If a user space is set up with features not supported by KVM, it owns the risk 
itself.

AFAI, the guest Intel PT introduces a great attack interface for the host and
we only use the guest supported PT features in a highly trusted environment.

I agree that more uncertainty and fixes can be triggered in the security motive,
not expecting too much from this patch. :D

> 
>>   		for (i = 1, max_idx = entry->eax; i <= max_idx; ++i) {
>>   			if (!do_host_cpuid(array, function, i))
>>   				goto out;
>> -- 
>> 2.33.1
>>
Like Xu Jan. 11, 2022, 6:24 a.m. UTC | #3
On 11/1/2022 12:20 pm, Like Xu wrote:
>> And is there any possibility of a malicious user/guest using features to cause
>> problems in the host?  I.e. does KVM need to enforce that the guest can't enable
>> any unsupported features?
> 
> If a user space is set up with features not supported by KVM, it owns the risk 
> itself.

I seem to have misunderstood it. KVM should prevent and stop any malicious guest
from destroying other parts on the host, is this the right direction ?

> 
> AFAI, the guest Intel PT introduces a great attack interface for the host and
> we only use the guest supported PT features in a highly trusted environment.
> 
> I agree that more uncertainty and fixes can be triggered in the security motive,
> not expecting too much from this patch. :D
Xiaoyao Li Jan. 11, 2022, 7:59 a.m.
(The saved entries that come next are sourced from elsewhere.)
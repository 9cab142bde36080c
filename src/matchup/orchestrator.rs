//! Matchup Orchestrator
//!
//! Runs rounds: two random entities, one random action each, a verdict.
//! Each round is tagged with a generation number; only the current round may
//! publish to the view.

use std::sync::Arc;

use serde::Serialize;
use tokio::sync::RwLock;
use tracing::{debug, info, warn};

use crate::cache::CacheStats;
use crate::catalog::{Action, ActionFetcher, CatalogHttp, Entity, EntityFetcher};
use crate::config::Config;
use crate::error::FetchError;
use crate::matchup::picker::{Picker, RandomPicker};
use crate::matchup::verdict::{Contender, Verdict};

// == Matchup View ==
/// Everything a UI needs to render the current matchup.
#[derive(Debug, Clone, Default, PartialEq, Eq, Serialize)]
pub struct MatchupView {
    /// Generation of the round this view belongs to
    pub round: u64,
    pub loading: bool,
    /// Human-readable failure of the current round
    pub error: Option<String>,
    pub contenders: Vec<Contender>,
    pub verdict: Option<Verdict>,
    /// Rendered verdict message
    pub outcome: Option<String>,
}

/// What happened to a round once it finished.
#[derive(Debug, Clone, PartialEq, Eq)]
pub enum RoundResult {
    /// The round was current and its results are now visible
    Applied(MatchupView),
    /// A newer round or a cancel replaced this one; its results were dropped
    Superseded { round: u64 },
}

// == Orchestrator ==
/// Runs matchup rounds against the entity and action fetchers and owns the
/// view the UI renders.
pub struct Orchestrator {
    entities: EntityFetcher,
    actions: ActionFetcher,
    picker: Arc<dyn Picker>,
    view: RwLock<MatchupView>,
}

impl Orchestrator {
    pub fn new(entities: EntityFetcher, actions: ActionFetcher, picker: Arc<dyn Picker>) -> Self {
        Self {
            entities,
            actions,
            picker,
            view: RwLock::new(MatchupView::default()),
        }
    }

    /// Builds fetchers and a random picker from configuration.
    pub fn from_config(config: &Config) -> Result<Self, FetchError> {
        let http = CatalogHttp::from_config(config)?;
        Ok(Self::new(
            EntityFetcher::new(http.clone(), config.entity_cache_size),
            ActionFetcher::new(http, config.action_cache_size),
            Arc::new(RandomPicker::new(config.max_entity_id)),
        ))
    }

    // == New Round ==
    /// Starts a new matchup, superseding any round still in progress.
    ///
    /// Fetch failures are published to the view and returned. If another
    /// round starts (or `cancel` is called) before this one finishes, its
    /// results and errors are dropped and `Superseded` is returned. Network
    /// calls already started keep running and still fill the caches.
    pub async fn new_round(&self) -> Result<RoundResult, FetchError> {
        let round = self.begin_round().await;
        info!(round, "starting matchup round");

        let result = match self.play(round).await {
            Ok(Some(contenders)) => Ok(contenders),
            Ok(None) => {
                debug!(round, "round went stale before fetching actions");
                return Ok(RoundResult::Superseded { round });
            }
            Err(err) => Err(err),
        };
        self.finish_round(round, result).await
    }

    /// Manual retry after a failure; identical to starting a new round.
    pub async fn retry(&self) -> Result<RoundResult, FetchError> {
        self.new_round().await
    }

    // == Cancel ==
    /// Marks the current round stale without starting another. Results of
    /// earlier rounds are cleared along with it.
    pub async fn cancel(&self) -> MatchupView {
        let mut view = self.view.write().await;
        *view = MatchupView {
            round: view.round + 1,
            ..MatchupView::default()
        };
        info!(round = view.round, "matchup round cancelled");
        view.clone()
    }

    /// Snapshot of the current view.
    pub async fn view(&self) -> MatchupView {
        self.view.read().await.clone()
    }

    pub async fn is_current(&self, round: u64) -> bool {
        self.view.read().await.round == round
    }

    pub fn entities(&self) -> &EntityFetcher {
        &self.entities
    }

    pub fn actions(&self) -> &ActionFetcher {
        &self.actions
    }

    /// Cache statistics for the entity and action caches.
    pub async fn cache_stats(&self) -> (CacheStats, CacheStats) {
        tokio::join!(self.entities.stats(), self.actions.stats())
    }

    async fn begin_round(&self) -> u64 {
        let mut view = self.view.write().await;
        let round = view.round + 1;
        *view = MatchupView {
            round,
            loading: true,
            ..MatchupView::default()
        };
        round
    }

    /// Fetches both contenders. `None` means the round went stale between
    /// the entity and action fetches.
    async fn play(&self, round: u64) -> Result<Option<[Contender; 2]>, FetchError> {
        let first_id = self.picker.entity_id();
        let second_id = self.picker.entity_id();
        debug!(round, first_id, second_id, "picked entities");

        let (first, second) =
            tokio::try_join!(self.entities.fetch(first_id), self.entities.fetch(second_id))?;

        if !self.is_current(round).await {
            return Ok(None);
        }

        let (first_action, second_action) =
            tokio::try_join!(self.pick_action(&first), self.pick_action(&second))?;

        Ok(Some([
            Contender {
                entity: first,
                action: first_action,
            },
            Contender {
                entity: second,
                action: second_action,
            },
        ]))
    }

    async fn pick_action(&self, entity: &Entity) -> Result<Action, FetchError> {
        if entity.actions.is_empty() {
            debug!(entity = %entity.name, "no actions available, using sentinel");
            return Ok(Action::sentinel());
        }

        let last = entity.actions.len() - 1;
        let index = self.picker.action_index(entity.actions.len()).min(last);
        let action = &entity.actions[index];
        self.actions.fetch(&action.reference, &action.name).await
    }

    async fn finish_round(
        &self,
        round: u64,
        result: Result<[Contender; 2], FetchError>,
    ) -> Result<RoundResult, FetchError> {
        let mut view = self.view.write().await;
        if view.round != round {
            debug!(round, current = view.round, "dropping superseded round");
            return Ok(RoundResult::Superseded { round });
        }

        view.loading = false;
        match result {
            Ok([first, second]) => {
                let verdict = Verdict::decide(&first, &second);
                info!(round, outcome = %verdict, "matchup decided");
                view.outcome = Some(verdict.to_string());
                view.verdict = Some(verdict);
                view.contenders = vec![first, second];
                Ok(RoundResult::Applied(view.clone()))
            }
            Err(err) => {
                warn!(round, error = %err, "matchup round failed");
                view.error = Some(format!("Could not load a matchup: {}", err));
                Err(err)
            }
        }
    }
}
UTC | #4
On 1/11/2022 12:20 PM, Like Xu wrote:
> On 11/1/2022 8:57 am, Sean Christopherson wrote:
>> On Mon, Jan 10, 2022, Like Xu wrote:
>>> From: Like Xu <likexu@tencent.com>
>>>
>>> Some of the new Intel PT capabilities (e.g. SDM Vol3, 32.2.4 Event
>>> Tracing, it exposes details about the asynchronous events, when they are
>>> generated, and when their corresponding software event handler completes
>>> execution) cannot be safely and fully emulated by the KVM, especially
>>> emulating the simultaneous writing of guest PT packets generated by
>>> the KVM to the guest PT buffer.
>>>
>>> For KVM, it's better to advertise currently supported features based on
>>> the "static struct pt_cap_desc" implemented in the host PT driver and
>>> ignore _all_ unknown features before they have been investigated one by
>>> one and supported in a safe manner, leaving the rest as system-wide-only
>>> tracing capabilities.
>>>
>>> Suggested-by: Paolo Bonzini <pbonzini@redhat.com>
>>> Signed-off-by: Like Xu <likexu@tencent.com>
>>> ---
>>> v1 -> v2 Changelog:
>>> - Be safe and ignore _all_ unknown capabilities. (Paolo)
>>>
>>> Previous:
>>> https://lore.kernel.org/kvm/20220106085533.84356-1-likexu@tencent.com/
>>>
>>>   arch/x86/kvm/cpuid.c | 2 ++
>>>   1 file changed, 2 insertions(+)
>>>
>>> diff --git a/arch/x86/kvm/cpuid.c b/arch/x86/kvm/cpuid.c
>>> index 0b920e12bb6d..439b93359848 100644
>>> --- a/arch/x86/kvm/cpuid.c
>>> +++ b/arch/x86/kvm/cpuid.c
>>> @@ -901,6 +901,8 @@ static inline int __do_cpuid_func(struct 
>>> kvm_cpuid_array *array, u32 function)
>>>               break;
>>>           }
>>> +        /* It's better to be safe and ignore _all_ unknown 
>>> capabilities. */
>>
>> No need to justify why unknown capabilities are hidden as that's very 
>> much (supposed
>> to be) standard KVM behavior.
>>
>>> +        entry->ebx &= GENMASK(5, 0);
>>
>> Please add a #define somewhere so that this is self-documenting, e.g. see
>> KVM_SUPPORTED_XCR0.
> 
> How about we define this macro in the <asm/intel_pt.h> so that the next 
> PT capability
> enabler can update the mask with minimal effort, considering that many 
> pure kernel
> developers don't care about KVM code ?
> 
>>
>> And why just EBX?  ECX appears to enumerate features too, and EDX is 
>> presumably
>> reserved to enumerate yet more features when EBX/ECX run out of bits.
> 
> Yes, how about this version:
> 
> diff --git a/arch/x86/include/asm/intel_pt.h 
> b/arch/x86/include/asm/intel_pt.h
> index ebe8d2ea44fe..da94d0eeb9df 100644
> --- a/arch/x86/include/asm/intel_pt.h
> +++ b/arch/x86/include/asm/intel_pt.h
> @@ -24,6 +24,12 @@ enum pt_capabilities {
>       PT_CAP_psb_periods,
>   };
> 
> +#define GUEST_SUPPORTED_CPUID_14_EBX    \
> +    (BIT(0) | BIT(1) | BIT(2) | BIT(3) | BIT(4) | BIT(5))
> +
> +#define GUEST_SUPPORTED_CPUID_14_ECX    \
> +    (BIT(0) | BIT(1) | BIT(2) | BIT(3) | BIT(31))
> +

I doubt BIT(3) of CPUID_14_ECX can be exposed to guest directly.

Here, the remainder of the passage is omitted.